[Your assignment]
Can you restate the lines of the entries below, word for word, from the first one through the line that includes "use std::io::Write;"?

[Records for the exercise]
//! JSON export of presentation trees, flat profiles and diffs
//!
//! Times are microseconds. Thread CPU columns are only emitted when the
//! session collected two timestamps.

#![allow(clippy::cast_precision_loss)]

use serde::Serialize;
use std::io::Write;

use crate::cct::diff::{DiffFlatRow, DiffNode};
use crate::cct::flat_profile::FlatProfileContainer;
use crate::cct::presentation::{CctTree, PrestimeNode};
use crate::domain::{ExportError, TimerDomain, View};

/// One node of an exported tree
#[derive(Debug, Clone, PartialEq, Serialize)]
pub struct ExportNode {
    pub name: String,
    pub id: u32,
    #[serde(skip_serializing_if = "Option::is_none")]
    pub thread: Option<u32>,
    pub calls: u32,
    pub self_time_us: i64,
    pub total_time_us: i64,
    #[serde(skip_serializing_if = "Option::is_none")]
    pub self_cpu_time_us: Option<i64>,
    #[serde(skip_serializing_if = "Option::is_none")]
    pub total_cpu_time_us: Option<i64>,
    /// Share of the whole tree's time, 0-100
    pub percent: f64,
    #[serde(skip_serializing_if = "Vec::is_empty")]
    pub children: Vec<ExportNode>,
}

impl ExportNode {
    /// Copy `node` and its subtree, down to `max_depth` levels below it
    #[must_use]
    pub fn from_node(node: &PrestimeNode<'_>, max_depth: Option<usize>) -> Self {
        let two = node.tree().collecting_two_timestamps();
        let children = match max_depth {
            Some(0) => Vec::new(),
            _ => node
                .children()
                .iter()
                .map(|c| Self::from_node(c, max_depth.map(|d| d - 1)))
                .collect(),
        };
        Self {
            name: node.name(),
            id: node.id(),
            thread: node.thread_id().map(|t| t.0),
            calls: node.n_calls(),
            self_time_us: node.self_time(TimerDomain::Absolute),
            total_time_us: node.total_time(TimerDomain::Absolute),
            self_cpu_time_us: two.then(|| node.self_time(TimerDomain::ThreadCpu)),
            total_cpu_time_us: two.then(|| node.total_time(TimerDomain::ThreadCpu)),
            percent: node.total_time_percent(TimerDomain::Absolute),
            children,
        }
    }
}

#[derive(Serialize)]
struct TreeDocument {
    view: View,
    collecting_two_timestamps: bool,
    whole_graph_time_us: i64,
    root: ExportNode,
}

#[derive(Serialize)]
struct FlatRowJson<'a> {
    id: u32,
    name: &'a str,
    calls: u64,
    self_time_us: i64,
    self_percent: f64,
    total_time_us: i64,
    #[serde(skip_serializing_if = "Option::is_none")]
    self_cpu_time_us: Option<i64>,
    #[serde(skip_serializing_if = "Option::is_none")]
    total_cpu_time_us: Option<i64>,
}

#[derive(Serialize)]
struct FlatDocument<'a> {
    view: View,
    whole_graph_time_us: i64,
    rows: Vec<FlatRowJson<'a>>,
}

#[derive(Serialize)]
struct DiffRowJson<'a> {
    name: &'a str,
    id: i64,
    calls: [u64; 2],
    self_time_us: [i64; 2],
    total_time_us: [i64; 2],
    delta_calls: i64,
    delta_self_time_us: i64,
    delta_total_time_us: i64,
}

/// Write the tree below its root
///
/// # Errors
///
/// I/O or serialization failure of `writer`.
pub fn export_tree_json<W: Write>(tree: &dyn CctTree, max_depth: Option<usize>, mut writer: W) -> Result<(), ExportError> {
    let root = PrestimeNode::new(tree, tree.root_index());
    let doc = TreeDocument {
        view: tree.view(),
        collecting_two_timestamps: tree.collecting_two_timestamps(),
        whole_graph_time_us: tree.whole_graph_net_time(TimerDomain::Absolute),
        root: ExportNode::from_node(&root, max_depth),
    };
    serde_json::to_writer_pretty(&mut writer, &doc)?;
    writer.flush()?;
    Ok(())
}

/// Write the rows of a flat profile in their current order
///
/// # Errors
///
/// I/O or serialization failure of `writer`.
pub fn export_flat_profile_json<W: Write>(flat: &FlatProfileContainer, mut writer: W) -> Result<(), ExportError> {
    let whole = flat.whole_graph_net_time(TimerDomain::Absolute);
    let two = flat.collecting_two_timestamps();
    let rows = flat
        .rows()
        .iter()
        .map(|r| FlatRowJson {
            id: r.id,
            name: &r.name,
            calls: r.n_calls,
            self_time_us: r.self_time[0],
            self_percent: if whole == 0 {
                0.0
            } else {
                r.self_time[0] as f64 * 100.0 / whole as f64
            },
            total_time_us: r.total_time[0],
            self_cpu_time_us: two.then_some(r.self_time[1]),
            total_cpu_time_us: two.then_some(r.total_time[1]),
        })
        .collect();
    let doc = FlatDocument {
        view: flat.view(),
        whole_graph_time_us: whole,
        rows,
    };
    serde_json::to_writer_pretty(&mut writer, &doc)?;
    writer.flush()?;
    Ok(())
}

/// Write a paired diff tree as is
///
/// # Errors
///
/// I/O or serialization failure of `writer`.
pub fn export_diff_tree_json<W: Write>(diff: &DiffNode, mut writer: W) -> Result<(), ExportError> {
    serde_json::to_writer_pretty(&mut writer, diff)?;
    writer.flush()?;
    Ok(())
}

/// Write flat diff rows with their absolute-time deltas
///
/// # Errors
///
/// I/O or serialization failure of `writer`.
pub fn export_diff_flat_json<W: Write>(rows: &[DiffFlatRow], mut writer: W) -> Result<(), ExportError> {
    let rows: Vec<DiffRowJson<'_>> = rows
        .iter()
        .map(|r| DiffRowJson {
            name: &r.name,
            id: r.exposed_id,
            calls: [r.first.n_calls, r.second.n_calls],
            self_time_us: [r.first.self_time[0], r.second.self_time[0]],
            total_time_us: [r.first.total_time[0], r.second.total_time[0]],
            delta_calls: r.delta_calls(),
            delta_self_time_us: r.delta_self_time(TimerDomain::Absolute),
            delta_total_time_us: r.delta_total_time(TimerDomain::Absolute),
        })
        .collect();
    serde_json::to_writer_pretty(&mut writer, &rows)?;
    writer.flush()?;
    Ok(())
}

#[cfg(test)]
mod tests {
    use super::*;
    use crate::cct::presentation::{FreeTree, MethodNames, NodeData, NodeFlags};
    use crate::cct::diff::DiffSide;
    use crate::profiling::methods::MethodInfo;
    use std::sync::Arc;

    fn create_test_tree() -> FreeTree {
        let mut names = MethodNames::new();
        names.insert(1, MethodInfo::new("app.Main", "main", ""));
        names.insert(2, MethodInfo::new("app.Main", "work", ""));
        let root = NodeData {
            flags: NodeFlags::THREAD,
            n_calls: 1,
            total_time: [100, 0],
            ..NodeData::default()
        };
        let mut tree = FreeTree::new(root, Arc::new(names), View::Method, Arc::new(Vec::new()), [100, 0], false);
        let main = tree.add_child(
            0,
            NodeData {
                id: 1,
                n_calls: 1,
                self_time: [40, 0],
                total_time: [100, 0],
                ..NodeData::default()
            },
        );
        tree.add_child(
            main,
            NodeData {
                id: 2,
                n_calls: 3,
                self_time: [60, 0],
                total_time: [60, 0],
                ..NodeData::default()
            },
        );
        tree
    }

    #[test]
    fn test_tree_export_shape() {
        let tree = create_test_tree();
        let mut buffer = Vec::new();
        export_tree_json(&tree, None, &mut buffer).unwrap();
        let json: serde_json::Value = serde_json::from_slice(&buffer).unwrap();
        assert_eq!(json["view"], "method");
        let main = &json["root"]["children"][0];
        assert_eq!(main["name"], "app.Main.main()");
        assert_eq!(main["total_time_us"], 100);
        // work plus the synthesized self time node
        assert_eq!(main["children"].as_array().unwrap().len(), 2);
        assert_eq!(main["children"][0]["calls"], 3);
        assert!(main.get("self_cpu_time_us").is_none());
    }

    #[test]
    fn test_tree_export_depth_limit() {
        let tree = create_test_tree();
        let node = ExportNode::from_node(&tree.root_node(), Some(1));
        assert_eq!(node.children.len(), 1);
        assert!(node.children[0].children.is_empty());
    }

    #[test]
    fn test_flat_profile_export() {
        let tree = create_test_tree();
        let flat = FlatProfileContainer::from_trees(&[&tree as &dyn CctTree]);
        let mut buffer = Vec::new();
        export_flat_profile_json(&flat, &mut buffer).unwrap();
        let json: serde_json::Value = serde_json::from_slice(&buffer).unwrap();
        let rows = json["rows"].as_array().unwrap();
        assert_eq!(rows.len(), 2);
        let work = rows.iter().find(|r| r["name"] == "app.Main.work()").unwrap();
        assert_eq!(work["self_percent"], 60.0);
    }

    #[test]
    fn test_diff_rows_export() {
        let rows = vec![DiffFlatRow {
            name: "a.B.c()".to_string(),
            exposed_id: -4,
            first: DiffSide::default(),
            second: DiffSide {
                n_calls: 2,
                self_time: [10, 0],
                total_time: [15, 0],
            },
        }];
        let mut buffer = Vec::new();
        export_diff_flat_json(&rows, &mut buffer).unwrap();
        let json: serde_json::Value = serde_json::from_slice(&buffer).unwrap();
        assert_eq!(json[0]["id"], -4);
        assert_eq!(json[0]["delta_total_time_us"], 15);
    }
}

[Answer box]
//! JSON export of presentation trees, flat profiles and diffs
//!
//! Times are microseconds. Thread CPU columns are only emitted when the
//! session collected two timestamps.

#![allow(clippy::cast_precision_loss)]

use serde::Serialize;
use std::io::Write;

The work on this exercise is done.